Singin' in the Rain

Singin' in the Rain Study Guide

Singin’ in the Rain is generally regarded as Hollywood’s greatest original movie musical. Like The Wizard of Oz before it, Singin’ in the Rain is an original musical motion picture not based on an existing musical work. Unlike that fantasy about Dorothy and her visit to Oz, however, Singin’ in the Rain is entirely original, rather than an adaptation. Co-directed by Stanley Donen and star Gene Kelly, Singin' in the Rain tells the story of the transition from silent film to talking pictures in the 1920s, and the birth of the American movie musical, with beloved stars Debbie Reynolds, Gene Kelly, Jean Hagen, and Donald O'Connor all contributing star-making performances.
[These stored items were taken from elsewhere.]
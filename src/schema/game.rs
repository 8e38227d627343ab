/// The immutable game definition the engine walks: scenes, qualities, and
/// the precomputed tag index. Produced by a loader or built in code; never
/// mutated by the engine.
use rustc_hash::{FxHashMap, FxHashSet};

use super::callable::{Action, Predicate};
use super::content::ContentSource;

/// How often a candidate is picked during frequency-weighted choice fill.
#[derive(Debug, Clone, Copy, PartialEq)]
pub enum Frequency {
    /// Always offered, outside the weighted draw.
    Unbounded,
    /// Relative sampling weight; zero is never chosen.
    Weight(f64),
}

impl Default for Frequency {
    fn default() -> Frequency {
        Frequency::Weight(1.0)
    }
}

/// An authored link from a scene to a candidate target, by literal id or by
/// tag. Optional fields override the target scene's own declarations.
#[derive(Default)]
pub struct SceneOption {
    pub target: OptionTarget,
    pub title: Option<ContentSource>,
    pub priority: Option<i64>,
    pub order: Option<i64>,
    pub frequency: Option<Frequency>,
    pub view_if: Option<Predicate>,
}

#[derive(Debug, Clone, PartialEq, Eq)]
pub enum OptionTarget {
    Scene(String),
    Tag(String),
}

impl Default for OptionTarget {
    fn default() -> OptionTarget {
        OptionTarget::Scene(String::new())
    }
}

impl SceneOption {
    pub fn scene(id: &str) -> SceneOption {
        SceneOption {
            target: OptionTarget::Scene(id.to_string()),
            ..SceneOption::default()
        }
    }

    pub fn tag(tag: &str) -> SceneOption {
        SceneOption {
            target: OptionTarget::Tag(tag.to_string()),
            ..SceneOption::default()
        }
    }

    pub fn titled(mut self, title: &str) -> SceneOption {
        self.title = Some(title.into());
        self
    }
}

/// A conditional transition clause; an absent predicate always matches.
pub struct GoToClause {
    pub target: String,
    pub predicate: Option<Predicate>,
}

impl GoToClause {
    pub fn always(target: &str) -> GoToClause {
        GoToClause {
            target: target.to_string(),
            predicate: None,
        }
    }

    pub fn when(target: &str, predicate: Predicate) -> GoToClause {
        GoToClause {
            target: target.to_string(),
            predicate: Some(predicate),
        }
    }
}

/// A node of the narrative graph.
#[derive(Default)]
pub struct Scene {
    pub id: String,
    pub title: Option<ContentSource>,
    pub content: Option<ContentSource>,
    pub options: Vec<SceneOption>,
    pub go_to: Vec<GoToClause>,
    pub game_over: bool,
    pub new_page: bool,
    pub set_root: bool,
    pub signal: Option<String>,
    /// Visits at or beyond this count exclude the scene from choices.
    pub max_visits: Option<u32>,
    /// Cap on the visit count recorded in state; defaults to `max_visits`.
    pub count_visits_max: Option<u32>,
    pub min_choices: Option<usize>,
    pub max_choices: Option<usize>,
    pub priority: Option<i64>,
    pub order: Option<i64>,
    pub frequency: Option<Frequency>,
    pub view_if: Option<Predicate>,
    pub on_arrival: Vec<Action>,
    pub on_display: Vec<Action>,
    pub on_departure: Vec<Action>,
}

impl Scene {
    pub fn new(id: &str) -> Scene {
        Scene {
            id: id.to_string(),
            ..Scene::default()
        }
    }
}

/// A numeric player-state variable declaration.
#[derive(Default)]
pub struct QualityDef {
    pub initial: Option<f64>,
    pub min: Option<f64>,
    pub max: Option<f64>,
    pub is_valid: Option<Predicate>,
    pub signal: Option<String>,
}

/// The executable game definition: the full scene graph, quality
/// declarations, and the read-only tag index built by the loader.
#[derive(Default)]
pub struct Game {
    pub scenes: FxHashMap<String, Scene>,
    pub qualities: FxHashMap<String, QualityDef>,
    pub tag_lookup: FxHashMap<String, FxHashSet<String>>,
    pub first_scene: Option<String>,
    pub root_scene: Option<String>,
    /// Default signal name for scene lifecycle events.
    pub scene_signal: Option<String>,
    /// Default signal name for quality changes.
    pub quality_signal: Option<String>,
}

impl Game {
    /// Build a game from a list of scenes, indexing them by id.
    pub fn with_scenes(scenes: Vec<Scene>) -> Game {
        let mut game = Game::default();
        for scene in scenes {
            game.scenes.insert(scene.id.clone(), scene);
        }
        game
    }

    /// The effective root scene id: the declared root, else `"root"`.
    pub fn root_scene_id(&self) -> String {
        self.root_scene
            .clone()
            .unwrap_or_else(|| "root".to_string())
    }

    /// The scene a new game begins in: `first_scene`, else the root.
    pub fn first_scene_id(&self) -> String {
        self.first_scene
            .clone()
            .unwrap_or_else(|| self.root_scene_id())
    }
}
The film was initially developed by co-director Stanley Donan as a vehicle for the dancer Ann Miller, but eventually producer Arthur Freed commissioned musical theater writing duo Betty Comden and Adolph Green to write a screenplay around some of the songs that he had already penned as a lyricist with songwriter Nacio Herb Brown, and which had been used in MGM musicals before. All of the songs, except "Moses" and "Make 'Em Laugh," were recycled songs that had been featured in previous musicals. The result was a charming script by Comden and Green that cobbled together a number of already known songs. Filming was notoriously expensive and difficult, but the result is a visually and theatrically impressive film, one which amplifies and highlights the magic of American cinema.

Curiously enough, Singin' in the Rain was not an instant hit. In fact, Singin’ in the Rain wasn’t even nominated for Best Picture at the Academy Awards in 1952. Additionally, the screenplay, cinematography, art direction, editing, costuming, and original songs were overlooked. The film was nominated for only two awards: Best Supporting Actress (for Jean Hagen) and Best Score. Despite the fact that Singin’ in the Rain was received with lukewarm appreciation upon its release, over the years it has become a timeless canonical favorite. Transcending its status as a Hollywood musical, Singin’ in the Rain has joined movies like Casablanca and Citizen Kane as one of the greatest American films of all time.